De Kleine Karekiet Acrocephalus scirpaceus  meet tot 13 cm. Hij komt bij ons voor van april tot oktober.  

De vogel heeft een afgeronde kop, bruine bovendelen en donkere poten.

Deze vogel is te vinden aan het water, bijna uitsluitend in rietvegetaties, soms ook verder van water in grienden.

De dichtheden waarin deze vogel voorkomt hangt beslist af van de kwaliteit van de rietvegetatie.

Het nest is een uit grassen gevlochten nestkorf, bevestigd tussen 3 of 4 rietstengels.

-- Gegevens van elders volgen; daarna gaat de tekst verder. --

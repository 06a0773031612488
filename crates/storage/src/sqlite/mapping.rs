use uuid::Uuid;

use crate::repository::StorageError;

pub(super) fn ser<E: core::fmt::Display>(e: E) -> StorageError {
    StorageError::Serialization(e.to_string())
}

pub(super) fn conn<E: core::fmt::Display>(e: E) -> StorageError {
    StorageError::Connection(e.to_string())
}

pub(super) fn uuid_from_str(field: &'static str, raw: &str) -> Result<Uuid, StorageError> {
    Uuid::parse_str(raw).map_err(|_| StorageError::Serialization(format!("invalid {field}: {raw}")))
}

pub(super) fn u32_from_i64(field: &'static str, v: i64) -> Result<u32, StorageError> {
    u32::try_from(v).map_err(|_| StorageError::Serialization(format!("invalid {field}: {v}")))
}

pub(super) fn u64_from_i64(field: &'static str, v: i64) -> Result<u64, StorageError> {
    u64::try_from(v).map_err(|_| StorageError::Serialization(format!("invalid {field}: {v}")))
}

pub(super) fn i64_from_u64(field: &'static str, v: u64) -> Result<i64, StorageError> {
    i64::try_from(v).map_err(|_| StorageError::Serialization(format!("{field} overflow")))
}

#[cfg(test)]
mod tests {
    use super::*;

    #[test]
    fn uuid_parse_reports_field_name() {
        let err = uuid_from_str("session_id", "junk").unwrap_err();
        assert!(err.to_string().contains("session_id"));
    }

    #[test]
    fn numeric_conversions_reject_out_of_range() {
        assert!(u32_from_i64("count", -1).is_err());
        assert!(u64_from_i64("ms", -5).is_err());
        assert!(i64_from_u64("ms", u64::MAX).is_err());
        assert_eq!(u32_from_i64("count", 7).unwrap(), 7);
    }
}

Het voedsel bestaat uit insecten.

Van mei tot juli legt het vrouwtje 4 tot 5 eitjes. Beide ouders broeden en voederen. De vogel broedt 1 of 2 keer per jaar.

De Kleine Karekiet overwintert in tropisch Afrika.

De Koekoek Cuculus canorus verwijdert vaak 1 van de eieren van het broedsel en vervangt dit door een eigen ei. De Kleine Karekiet zal het jong grootbrengen als een eigen jong.

Nu kan men zich afvragen of de Kleine Karekiet de Koekoek niet verjaagt, wanneer het vrouwtje een ei in het nest deponeert. Uit onderzoek is gebleken dat de Kleine Karekieten alleen maar de Koekoek zullen verjagen van het nest door aanvallen of kabaal wanneer er in de omgeving veel Koekoeken voorkomen. Wanneer er slechts weinig Koekoeken in het gebied voorkomen, dan houden de oudervogels Kleine Karekiet zich gedeisd. Immers, bij het uitvoeren van aanvallen en het maken van kabaal, trekken ze meer de aandacht van roofvogels en predatoren, die uit zijn op de oudervogels, de eieren of de jongen. Voor de Kleine Karekiet is het dus beter om een Koekoeksjong groot te brengen dan om het volledige nest te verliezen.    

De gebondenheid van deze moerasbewoner aan rietvegetaties maakt de Kleine Karekiet extra kwetsbaar, vooral in kleinere gebieden. Als een rietzone verdwijnt of verruigt, verdwijnt de vogel uit het gebied.